REQUIRED ACTION
Each line of the listing that contains "allowed" should be found and copied.

RECORDS FOR PROCESSING
..........

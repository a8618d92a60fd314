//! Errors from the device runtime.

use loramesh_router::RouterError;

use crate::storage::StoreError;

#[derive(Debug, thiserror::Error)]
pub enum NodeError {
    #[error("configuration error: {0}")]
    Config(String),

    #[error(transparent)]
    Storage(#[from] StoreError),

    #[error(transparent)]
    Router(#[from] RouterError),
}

..........

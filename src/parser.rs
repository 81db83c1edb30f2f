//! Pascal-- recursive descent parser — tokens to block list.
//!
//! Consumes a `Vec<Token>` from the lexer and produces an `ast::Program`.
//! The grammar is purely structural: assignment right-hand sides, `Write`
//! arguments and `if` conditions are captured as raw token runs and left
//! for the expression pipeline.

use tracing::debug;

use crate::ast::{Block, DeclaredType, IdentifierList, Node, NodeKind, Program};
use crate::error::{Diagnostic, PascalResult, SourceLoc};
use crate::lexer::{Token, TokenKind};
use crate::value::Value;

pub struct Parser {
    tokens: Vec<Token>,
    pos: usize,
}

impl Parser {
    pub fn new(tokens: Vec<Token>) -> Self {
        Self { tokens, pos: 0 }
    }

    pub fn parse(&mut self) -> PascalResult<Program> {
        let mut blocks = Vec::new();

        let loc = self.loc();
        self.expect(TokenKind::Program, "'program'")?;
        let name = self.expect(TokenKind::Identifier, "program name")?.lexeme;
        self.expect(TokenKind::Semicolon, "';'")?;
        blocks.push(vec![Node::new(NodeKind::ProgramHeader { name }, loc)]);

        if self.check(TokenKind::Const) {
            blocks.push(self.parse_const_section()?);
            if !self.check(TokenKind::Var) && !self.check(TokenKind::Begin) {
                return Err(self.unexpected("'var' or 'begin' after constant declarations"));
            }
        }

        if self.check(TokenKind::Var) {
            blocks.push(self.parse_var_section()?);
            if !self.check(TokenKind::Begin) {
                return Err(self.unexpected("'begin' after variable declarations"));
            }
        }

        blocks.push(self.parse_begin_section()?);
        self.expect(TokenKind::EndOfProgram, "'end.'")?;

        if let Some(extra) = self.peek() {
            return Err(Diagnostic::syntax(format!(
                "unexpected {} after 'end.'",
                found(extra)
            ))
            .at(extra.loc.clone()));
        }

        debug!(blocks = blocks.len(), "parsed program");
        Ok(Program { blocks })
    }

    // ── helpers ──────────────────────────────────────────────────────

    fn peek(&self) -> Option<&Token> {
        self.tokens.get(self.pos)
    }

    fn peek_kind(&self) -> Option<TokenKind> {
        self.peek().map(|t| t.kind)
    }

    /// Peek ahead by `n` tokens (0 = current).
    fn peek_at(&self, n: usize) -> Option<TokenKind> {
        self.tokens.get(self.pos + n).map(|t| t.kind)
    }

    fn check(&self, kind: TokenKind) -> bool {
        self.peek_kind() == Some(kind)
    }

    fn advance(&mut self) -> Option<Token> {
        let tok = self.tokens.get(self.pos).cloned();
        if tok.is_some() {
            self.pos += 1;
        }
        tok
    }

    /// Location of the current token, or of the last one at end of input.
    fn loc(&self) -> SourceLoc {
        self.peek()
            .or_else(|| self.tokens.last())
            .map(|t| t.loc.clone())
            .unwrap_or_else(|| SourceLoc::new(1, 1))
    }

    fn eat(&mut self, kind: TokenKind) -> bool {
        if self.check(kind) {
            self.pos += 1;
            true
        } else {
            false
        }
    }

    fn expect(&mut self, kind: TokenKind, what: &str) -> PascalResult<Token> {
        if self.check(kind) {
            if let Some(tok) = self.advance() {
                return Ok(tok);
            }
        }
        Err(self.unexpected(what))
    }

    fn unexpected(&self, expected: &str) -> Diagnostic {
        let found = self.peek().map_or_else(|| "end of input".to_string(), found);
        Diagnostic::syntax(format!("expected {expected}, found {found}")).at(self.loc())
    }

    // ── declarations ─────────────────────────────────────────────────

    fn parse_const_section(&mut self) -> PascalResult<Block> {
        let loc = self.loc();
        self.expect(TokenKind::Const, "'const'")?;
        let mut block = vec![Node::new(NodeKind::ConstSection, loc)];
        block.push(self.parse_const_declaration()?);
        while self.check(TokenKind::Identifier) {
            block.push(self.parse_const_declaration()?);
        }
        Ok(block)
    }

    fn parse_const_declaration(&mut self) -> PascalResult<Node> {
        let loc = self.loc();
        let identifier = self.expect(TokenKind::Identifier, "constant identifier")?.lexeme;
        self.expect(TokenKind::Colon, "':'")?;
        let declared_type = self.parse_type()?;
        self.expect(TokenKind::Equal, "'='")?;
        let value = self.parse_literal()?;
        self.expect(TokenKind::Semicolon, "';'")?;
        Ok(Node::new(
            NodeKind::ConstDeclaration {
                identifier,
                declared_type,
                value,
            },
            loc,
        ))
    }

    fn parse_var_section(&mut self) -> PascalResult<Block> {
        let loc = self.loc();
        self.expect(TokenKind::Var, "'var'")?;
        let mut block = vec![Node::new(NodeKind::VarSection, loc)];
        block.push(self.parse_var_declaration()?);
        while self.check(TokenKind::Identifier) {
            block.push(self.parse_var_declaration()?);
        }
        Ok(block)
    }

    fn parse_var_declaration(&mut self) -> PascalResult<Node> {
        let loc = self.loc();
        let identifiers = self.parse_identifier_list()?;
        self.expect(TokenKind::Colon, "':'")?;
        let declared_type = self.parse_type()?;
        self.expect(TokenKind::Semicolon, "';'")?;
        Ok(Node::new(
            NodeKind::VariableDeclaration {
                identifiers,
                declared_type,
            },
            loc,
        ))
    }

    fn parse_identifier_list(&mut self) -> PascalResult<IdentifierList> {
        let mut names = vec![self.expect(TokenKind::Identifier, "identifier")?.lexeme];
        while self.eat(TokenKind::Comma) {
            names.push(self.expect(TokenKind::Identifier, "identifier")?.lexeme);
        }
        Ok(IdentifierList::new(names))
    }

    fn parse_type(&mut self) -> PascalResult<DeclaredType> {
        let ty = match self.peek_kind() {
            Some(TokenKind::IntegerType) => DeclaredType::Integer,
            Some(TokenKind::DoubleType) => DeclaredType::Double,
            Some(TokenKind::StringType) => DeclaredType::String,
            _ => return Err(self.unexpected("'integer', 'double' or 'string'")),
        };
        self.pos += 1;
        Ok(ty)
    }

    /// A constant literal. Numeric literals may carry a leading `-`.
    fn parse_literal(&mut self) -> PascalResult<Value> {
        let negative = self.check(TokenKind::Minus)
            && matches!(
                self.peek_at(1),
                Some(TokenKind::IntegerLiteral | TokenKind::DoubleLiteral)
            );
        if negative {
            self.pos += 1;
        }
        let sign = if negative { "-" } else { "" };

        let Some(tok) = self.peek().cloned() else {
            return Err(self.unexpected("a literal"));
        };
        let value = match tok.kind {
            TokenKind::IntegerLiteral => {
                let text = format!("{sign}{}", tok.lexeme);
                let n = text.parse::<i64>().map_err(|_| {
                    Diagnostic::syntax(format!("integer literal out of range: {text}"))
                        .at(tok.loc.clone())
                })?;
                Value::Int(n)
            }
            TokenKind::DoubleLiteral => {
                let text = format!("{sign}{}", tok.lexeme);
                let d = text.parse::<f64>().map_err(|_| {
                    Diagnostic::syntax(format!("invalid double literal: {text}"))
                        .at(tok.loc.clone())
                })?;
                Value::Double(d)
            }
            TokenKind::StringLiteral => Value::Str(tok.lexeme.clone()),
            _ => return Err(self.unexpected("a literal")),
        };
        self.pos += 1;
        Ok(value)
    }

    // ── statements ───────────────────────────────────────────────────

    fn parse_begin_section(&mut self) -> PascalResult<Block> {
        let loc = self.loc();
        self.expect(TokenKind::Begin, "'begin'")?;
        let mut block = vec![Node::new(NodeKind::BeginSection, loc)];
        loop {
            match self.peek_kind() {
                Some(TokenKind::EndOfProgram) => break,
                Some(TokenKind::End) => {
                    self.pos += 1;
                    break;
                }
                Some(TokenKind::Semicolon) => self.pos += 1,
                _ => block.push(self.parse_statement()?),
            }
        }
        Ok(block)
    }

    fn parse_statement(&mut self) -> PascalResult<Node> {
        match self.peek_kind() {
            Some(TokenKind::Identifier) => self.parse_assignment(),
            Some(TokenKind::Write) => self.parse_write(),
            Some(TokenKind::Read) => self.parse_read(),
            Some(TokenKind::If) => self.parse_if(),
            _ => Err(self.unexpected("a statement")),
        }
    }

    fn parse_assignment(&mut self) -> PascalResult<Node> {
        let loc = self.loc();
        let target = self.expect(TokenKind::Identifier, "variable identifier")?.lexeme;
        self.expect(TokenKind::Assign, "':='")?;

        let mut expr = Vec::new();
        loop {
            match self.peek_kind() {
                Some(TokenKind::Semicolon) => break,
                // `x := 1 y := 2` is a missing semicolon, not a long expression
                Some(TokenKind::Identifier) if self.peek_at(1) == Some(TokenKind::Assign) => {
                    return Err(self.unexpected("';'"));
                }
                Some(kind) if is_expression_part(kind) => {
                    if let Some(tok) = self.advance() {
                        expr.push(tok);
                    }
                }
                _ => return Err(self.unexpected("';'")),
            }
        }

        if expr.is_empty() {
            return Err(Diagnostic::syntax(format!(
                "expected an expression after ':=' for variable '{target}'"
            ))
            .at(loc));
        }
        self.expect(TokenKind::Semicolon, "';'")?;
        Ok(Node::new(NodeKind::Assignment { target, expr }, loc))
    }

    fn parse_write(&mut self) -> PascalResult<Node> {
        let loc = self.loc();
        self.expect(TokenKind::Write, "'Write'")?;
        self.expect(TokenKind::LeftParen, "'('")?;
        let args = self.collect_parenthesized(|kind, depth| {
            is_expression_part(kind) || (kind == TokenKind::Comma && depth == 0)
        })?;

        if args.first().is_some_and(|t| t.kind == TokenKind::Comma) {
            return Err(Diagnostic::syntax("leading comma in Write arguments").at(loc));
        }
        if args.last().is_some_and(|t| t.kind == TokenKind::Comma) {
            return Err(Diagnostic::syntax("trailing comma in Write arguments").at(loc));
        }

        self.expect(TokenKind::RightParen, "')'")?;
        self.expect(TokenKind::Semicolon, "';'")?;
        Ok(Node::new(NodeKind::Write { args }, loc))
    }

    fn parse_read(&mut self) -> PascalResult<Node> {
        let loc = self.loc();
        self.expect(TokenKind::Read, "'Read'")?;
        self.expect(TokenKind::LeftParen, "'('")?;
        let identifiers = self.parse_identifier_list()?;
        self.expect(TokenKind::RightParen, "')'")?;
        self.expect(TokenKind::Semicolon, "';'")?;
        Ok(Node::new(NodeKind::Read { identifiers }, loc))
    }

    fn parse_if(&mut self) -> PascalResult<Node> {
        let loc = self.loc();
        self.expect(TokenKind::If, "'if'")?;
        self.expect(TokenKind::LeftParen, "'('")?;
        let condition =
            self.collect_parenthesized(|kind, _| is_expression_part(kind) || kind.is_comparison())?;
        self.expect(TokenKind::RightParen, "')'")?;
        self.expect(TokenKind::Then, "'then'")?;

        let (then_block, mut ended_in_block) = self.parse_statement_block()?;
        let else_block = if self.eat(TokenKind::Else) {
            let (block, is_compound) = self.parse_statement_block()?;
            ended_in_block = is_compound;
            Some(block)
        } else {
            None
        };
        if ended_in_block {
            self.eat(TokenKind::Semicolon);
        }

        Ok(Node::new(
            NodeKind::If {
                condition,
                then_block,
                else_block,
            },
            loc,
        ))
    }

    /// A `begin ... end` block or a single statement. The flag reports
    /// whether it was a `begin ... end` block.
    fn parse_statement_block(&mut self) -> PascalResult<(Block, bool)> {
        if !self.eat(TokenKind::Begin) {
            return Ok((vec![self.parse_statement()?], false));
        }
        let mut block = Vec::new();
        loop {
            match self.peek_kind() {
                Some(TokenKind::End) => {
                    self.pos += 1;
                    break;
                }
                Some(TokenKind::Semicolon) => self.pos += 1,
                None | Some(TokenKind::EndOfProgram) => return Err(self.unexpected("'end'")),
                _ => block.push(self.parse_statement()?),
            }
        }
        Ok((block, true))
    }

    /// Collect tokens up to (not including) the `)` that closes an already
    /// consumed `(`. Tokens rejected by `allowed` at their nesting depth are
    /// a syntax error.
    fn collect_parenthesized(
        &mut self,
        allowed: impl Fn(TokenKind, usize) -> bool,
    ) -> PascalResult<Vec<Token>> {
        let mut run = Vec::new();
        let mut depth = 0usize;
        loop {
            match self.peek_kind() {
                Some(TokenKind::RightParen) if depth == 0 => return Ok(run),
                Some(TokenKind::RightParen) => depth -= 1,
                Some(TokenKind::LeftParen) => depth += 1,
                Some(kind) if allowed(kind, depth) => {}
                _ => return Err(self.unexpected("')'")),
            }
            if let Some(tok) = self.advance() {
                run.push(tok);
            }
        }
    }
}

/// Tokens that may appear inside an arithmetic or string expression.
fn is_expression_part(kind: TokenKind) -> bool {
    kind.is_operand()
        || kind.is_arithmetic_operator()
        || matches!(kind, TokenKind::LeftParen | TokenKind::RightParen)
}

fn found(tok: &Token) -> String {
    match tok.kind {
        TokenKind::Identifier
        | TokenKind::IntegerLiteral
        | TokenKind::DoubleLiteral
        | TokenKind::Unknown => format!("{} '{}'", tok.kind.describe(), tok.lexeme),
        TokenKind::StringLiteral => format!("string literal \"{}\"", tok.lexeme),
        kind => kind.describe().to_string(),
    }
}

..........

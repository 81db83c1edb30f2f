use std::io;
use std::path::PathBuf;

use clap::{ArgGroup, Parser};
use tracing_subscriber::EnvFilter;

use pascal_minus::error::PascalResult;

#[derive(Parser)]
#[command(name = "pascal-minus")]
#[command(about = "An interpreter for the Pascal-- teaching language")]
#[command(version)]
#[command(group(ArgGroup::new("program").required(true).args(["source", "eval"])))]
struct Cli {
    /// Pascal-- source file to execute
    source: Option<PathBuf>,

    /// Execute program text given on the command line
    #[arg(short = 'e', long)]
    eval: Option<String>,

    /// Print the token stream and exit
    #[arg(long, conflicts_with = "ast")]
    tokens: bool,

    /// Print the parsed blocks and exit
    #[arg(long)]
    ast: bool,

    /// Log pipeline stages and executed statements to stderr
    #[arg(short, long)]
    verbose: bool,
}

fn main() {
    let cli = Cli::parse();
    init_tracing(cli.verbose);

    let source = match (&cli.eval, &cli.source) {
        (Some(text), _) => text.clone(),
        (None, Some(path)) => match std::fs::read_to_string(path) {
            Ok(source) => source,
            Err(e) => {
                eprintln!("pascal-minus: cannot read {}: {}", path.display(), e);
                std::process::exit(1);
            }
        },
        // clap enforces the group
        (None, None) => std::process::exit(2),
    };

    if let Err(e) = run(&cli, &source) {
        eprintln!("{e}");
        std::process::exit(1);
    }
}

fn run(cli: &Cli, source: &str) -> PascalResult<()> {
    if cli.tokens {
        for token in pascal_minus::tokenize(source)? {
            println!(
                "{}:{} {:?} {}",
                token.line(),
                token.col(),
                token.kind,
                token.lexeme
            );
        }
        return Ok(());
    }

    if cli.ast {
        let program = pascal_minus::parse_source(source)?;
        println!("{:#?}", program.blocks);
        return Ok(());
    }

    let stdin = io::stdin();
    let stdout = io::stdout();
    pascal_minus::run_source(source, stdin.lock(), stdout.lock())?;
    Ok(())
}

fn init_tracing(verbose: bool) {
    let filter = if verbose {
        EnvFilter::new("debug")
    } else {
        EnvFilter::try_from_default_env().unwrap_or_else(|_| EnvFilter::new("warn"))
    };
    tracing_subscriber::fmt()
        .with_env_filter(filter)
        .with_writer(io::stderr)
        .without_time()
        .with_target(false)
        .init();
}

..........

YOUR SOLUTION
    /// consumed `(`. Tokens rejected by `allowed` at their nesting depth are
        allowed: impl Fn(TokenKind, usize) -> bool,
                Some(kind) if allowed(kind, depth) => {}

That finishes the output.